There are few cybersecurity experts today and it is likely that it will continue to be a similar situation in the foreseeable future; therefore, it is a goal of this paper to make conformity assessment(s) of cybersecurity as efficient as possible without compromising the quality.
This paper lists down recommendations to ensure that safety, security, and privacy is protected, as a collective effort. . This paper outlines areas which may be used as possible solutions to current challenges by focussing on
- international standards,
- use of a harmonised approach to security risk assessment, and
- seeking a coherent harmonised approach for high level penetration test requirements,
which aim to support the medical device software development lifecycle through development to post market surveillance, and through end of device lifetime with use of the quality management system, Medical Device/In-vitro Diagnostic Device regulatory framework and guidances from regulatory bodies.
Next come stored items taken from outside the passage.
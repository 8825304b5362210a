use actix_session::{SessionMiddleware, storage::CookieSessionStore};
use actix_web::cookie::Key;
use actix_web::http::{StatusCode, header};
use actix_web::{App, test, web};
use actix_web_flash_messages::storage::CookieMessageStore;
use actix_web_flash_messages::{FlashMessagesFramework, Level};
use tera::Tera;

use admin_console::middleware::RedirectUnauthorized;
use admin_console::models::config::{ApiConfig, ServerConfig};
use admin_console::routes::alert_level_to_str;
use admin_console::routes::main::show_index;
use admin_console::routes::resources::show_resources;

#[::core::prelude::v1::test]
fn test_alert_level_to_str_mappings() {
    assert_eq!(alert_level_to_str(&Level::Error), "danger");
    assert_eq!(alert_level_to_str(&Level::Warning), "warning");
    assert_eq!(alert_level_to_str(&Level::Success), "success");
    assert_eq!(alert_level_to_str(&Level::Info), "info");
    assert_eq!(alert_level_to_str(&Level::Debug), "info");
}

fn server_config() -> ServerConfig {
    ServerConfig {
        address: "127.0.0.1".to_string(),
        port: 8080,
        templates_dir: "templates/**/*".to_string(),
        secret: "s".repeat(64),
        api: ApiConfig {
            base_url: "http://127.0.0.1:9".to_string(),
            timeout_secs: 1,
            per_page: 10,
        },
    }
}

#[actix_web::test]
async fn anonymous_visitors_are_sent_to_login() {
    let key = Key::from(&[7u8; 64][..]);
    let messages =
        FlashMessagesFramework::builder(CookieMessageStore::builder(key.clone()).build()).build();

    let app = test::init_service(
        App::new()
            .wrap(messages)
            .wrap(SessionMiddleware::new(CookieSessionStore::default(), key))
            .service(
                web::scope("")
                    .wrap(RedirectUnauthorized)
                    .service(show_index)
                    .service(show_resources),
            )
            .app_data(web::Data::new(Tera::default()))
            .app_data(web::Data::new(reqwest::Client::new()))
            .app_data(web::Data::new(server_config())),
    )
    .await;

    for path in ["/", "/r/orders"] {
        let req = test::TestRequest::get().uri(path).to_request();
        let resp = test::call_service(&app, req).await;

        assert_eq!(resp.status(), StatusCode::SEE_OTHER, "{path}");
        assert_eq!(resp.headers().get(header::LOCATION).unwrap(), "/login");
    }
}
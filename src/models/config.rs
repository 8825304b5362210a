//! Configuration model loaded from external sources.

use std::env;

use config::{Config, Environment, File};
use serde::Deserialize;
use thiserror::Error;

/// Minimum length of the cookie signing secret.
pub const MIN_SECRET_LEN: usize = 64;

#[derive(Clone, Debug, Deserialize)]
/// Basic configuration shared across handlers.
pub struct ServerConfig {
    pub address: String,
    pub port: u16,
    pub templates_dir: String,
    pub secret: String,
    pub api: ApiConfig,
}

#[derive(Clone, Debug, Deserialize)]
/// Remote REST API the console manages.
pub struct ApiConfig {
    pub base_url: String,
    #[serde(default = "default_timeout_secs")]
    pub timeout_secs: u64,
    #[serde(default = "default_per_page")]
    pub per_page: usize,
}

fn default_timeout_secs() -> u64 {
    30
}

fn default_per_page() -> usize {
    crate::domain::paginator::DEFAULT_ITEMS_PER_PAGE
}

#[derive(Debug, Error)]
pub enum ConfigError {
    #[error("Failed to load configuration: {0}")]
    Load(#[from] config::ConfigError),

    #[error("secret must be at least {MIN_SECRET_LEN} bytes")]
    ShortSecret,

    #[error("api.base_url must be an http(s) URL")]
    BaseUrl,
}

impl ApiConfig {
    /// Base URL without a trailing slash.
    pub fn base(&self) -> &str {
        self.base_url.trim_end_matches('/')
    }
}

impl ServerConfig {
    /// Layers `config/default.yaml`, `config/{APP_ENV}.yaml` and `APP__*`
    /// environment variables, in that order.
    pub fn load(config_dir: &str) -> Result<Self, ConfigError> {
        let app_env = env::var("APP_ENV").unwrap_or_else(|_| "local".to_string());

        let settings = Config::builder()
            .add_source(File::with_name(&format!("{config_dir}/default")))
            .add_source(File::with_name(&format!("{config_dir}/{app_env}")).required(false))
            .add_source(Environment::with_prefix("APP").separator("__"))
            .build()?;

        let server_config: ServerConfig = settings.try_deserialize()?;
        server_config.validate()?;
        Ok(server_config)
    }

    pub fn validate(&self) -> Result<(), ConfigError> {
        if self.secret.len() < MIN_SECRET_LEN {
            return Err(ConfigError::ShortSecret);
        }
        let base = self.api.base_url.trim();
        if !(base.starts_with("http://") || base.starts_with("https://")) {
            return Err(ConfigError::BaseUrl);
        }
        Ok(())
    }
}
The Position paper from Team NB recommends the following:
- Ensure the harmonised adoption of standards, for example, of IEC 81001-5-1 which is a state of the art standard that is expected to be harmonised by the European commission in the near future. Manufacturers should start the adoption process as soon as possible by creation of transition plans.
- Harmonise the approach to security risk assessment, for example it is recommended to use a systematic threat modelling technique (one such example is STRIDE) to ensure that all relevant threats are covered. The readability for third parties when using a systematic risk approach can support efficient assessment by notified bodies. Common vulnerability scoring systems (CVSS), self-defined matrices, or other similar methods may be used by manufacturers to score threats for medical devices.
- Harmonise high level penetration test requirement; penetration testing is the primary means of security verification and validation and it is recommended that medical devices shall have appropriate penetration test reports throughout their life cycle at appropriate intervals. Any penetration test should also have an appropriate depth and coverage, with penetration testers being independent from the development team for the device and appropriately skilled.
- Adapt a secure development life cycle (SDL); the security of a medical device can only be supported by a secure life cycle process throughout the life cycle of the medical device. Cybersecurity should be considered at the early stages of the development as well as through development and in late phases of the life cycle such as multiplication of software, delivery, and disposal or deinstallation. Standards such as IEC 81001-5-1 provide essential details on how to realise this.
- Importance of Cybersecurity Post Market Surveillance (Cybersecurity PMS); Cybersecurity PMS as postulated by MDCG 2019-16 is an essential element to combat, for example, the challenge of rising ransomware attacks on hospitals, since the timely development and distribution of patches is essential to reduce entry gates for ransomware attacks and to stop the spread of ransomware attacks.
Due to the criticality of this issue the compliance and effectiveness of the Cybersecurity PMS processes may be part of conformity assessment through regulation audits to MDR and IVDR by notified bodies and it is recommended that manufacturers consider Cybersecurity PMS and document in accordance with the guidance and requirements of the regulations.